AI Beat Doctors? Not Exactly.

0
11

The study hit the news on April 30. It dropped in Science, a journal with weight. Then the headlines started screaming. Social media lit up. Cable news jumped in. Hospital inboxes flooded with alerts saying our jobs are gone.

OpenAI’s o1 model. That was the villain in their script. Or the hero, depending on your stance. The coverage claimed it outperformed emergency physicians in diagnosing triage complaints.

NPR ran the headline: In real-world test, an AI did better than doctors.

Erasure by hype. That’s what felt like. Many ER physicians bristled. I read the study myself.

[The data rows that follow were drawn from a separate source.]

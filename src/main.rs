//! pipedview: a graphics viewer driven by commands piped in from another
//! process.
//!
//! Commands arrive on stdin (JSON lines or length-delimited protobuf) and
//! responses leave on stdout; logs go to stderr.

mod config;
mod pump;
mod shell;
mod transport;

use std::process::ExitCode;

use canvas::command::Command;
use canvas::engine::{Outcome, Viewer};
use canvas::fonts::FontBook;
use clap::Parser;
use frames::ErrorCode;
use tokio::sync::mpsc;
use tracing::{error, info, warn};
use tracing_subscriber::EnvFilter;

use crate::config::Config;
use crate::pump::Stop;
use crate::shell::HeadlessShell;

fn main() -> ExitCode {
    // Stdout may carry responses, so logs go to stderr.
    tracing_subscriber::fmt()
        .with_env_filter(EnvFilter::try_from_default_env().unwrap_or_else(|_| EnvFilter::new("info")))
        .with_writer(std::io::stderr)
        .init();

    let config = Config::parse();
    let runtime = match tokio::runtime::Builder::new_current_thread().enable_all().build() {
        Ok(runtime) => runtime,
        Err(e) => {
            error!(error = %e, "failed to start runtime");
            return ExitCode::FAILURE;
        }
    };
    let code = runtime.block_on(run(config));
    // The stdin reader may still be parked in a blocking read.
    runtime.shutdown_background();
    code
}

async fn run(config: Config) -> ExitCode {
    info!(wire = ?config.wire, dpi = ?config.dpi(), hidden = config.hidden, "pipedview starting");
    let fonts = FontBook::discover(config.font.as_deref());
    let mut viewer = Viewer::new(HeadlessShell::new(config.dpi()), fonts);

    let (in_tx, mut in_rx) = mpsc::unbounded_channel();
    let (out_tx, out_rx) = mpsc::unbounded_channel();
    let reader = transport::spawn_reader(tokio::io::stdin(), config.wire, in_tx);
    let writer = transport::spawn_writer(tokio::io::stdout(), config.wire, out_rx);

    let shown = if config.hidden { Ok(Outcome::Continue) } else { viewer.execute(Command::Show) };
    let stop = match shown {
        Ok(_) => pump::run(&mut viewer, &mut in_rx, &out_tx, config.pump_options()).await,
        Err(err) => {
            error!(code = err.error_code(), error = %err, "initial display failed");
            Stop::Fatal
        }
    };

    drop(out_tx);
    reader.abort();
    match writer.await {
        Ok(Ok(())) => {}
        Ok(Err(err)) => warn!(error = %err, "response writer failed"),
        Err(err) => warn!(error = %err, "response writer task failed"),
    }
    info!(
        ?stop,
        title = viewer.shell().title(),
        frames = viewer.shell().presented(),
        pictures = viewer.pictures().len(),
        "pipedview stopped"
    );
    match stop {
        Stop::Exit => ExitCode::SUCCESS,
        Stop::Fatal => ExitCode::FAILURE,
    }
}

What it actually shows is interesting, but also incredibly nuanced.

One author later clarified the context, but the damage to the narrative was already done.

What The Paper Actually Did

Here is the setup. Researchers gave OpenAI’s o1 and 5 models electronic medical records from 76 patients. These folks had gone through Beth Israel Deaconess ER and were admitted to the hospital.

Two internal medicine attending doctors looked at the same cases. Simple enough. Then, two separate internal medicine physicians — blinded to whether a human or AI generated the answer — evaluated the results.

The stats?

  • AI got the exact or closely related right in 67% of triage cases.
  • Physician 1 scored 55%.
  • Physician 2 scored 50%.

The AI had its biggest edge at the first touch point. Initial triage. When info is sparse. The researchers made sure the AI only got the raw, unprocessed EHR data available at the moment of each decision. No cheating with later results.

But the headlines missed a big chunk. The ER was just one of six experiments in the paper. Five others used standard benchmarks for evaluating diagnostic systems.

Impressive? Yes. Proof AI should run solo in a clinic? No. Still, ER docs remained uneasy. And rightly so.

The Doctors Were Not ER Docs

This is the friction point. The physicians in the study weren’t emergency specialists. They were internal med doctors. Different training. Different focus. Different pressures.

Emergency medicine isn’t just about pinning down a diagnosis. It’s about ruling out the stuff that kills you now. Managing chaos. Moving bodies safely through a high-volume funnel.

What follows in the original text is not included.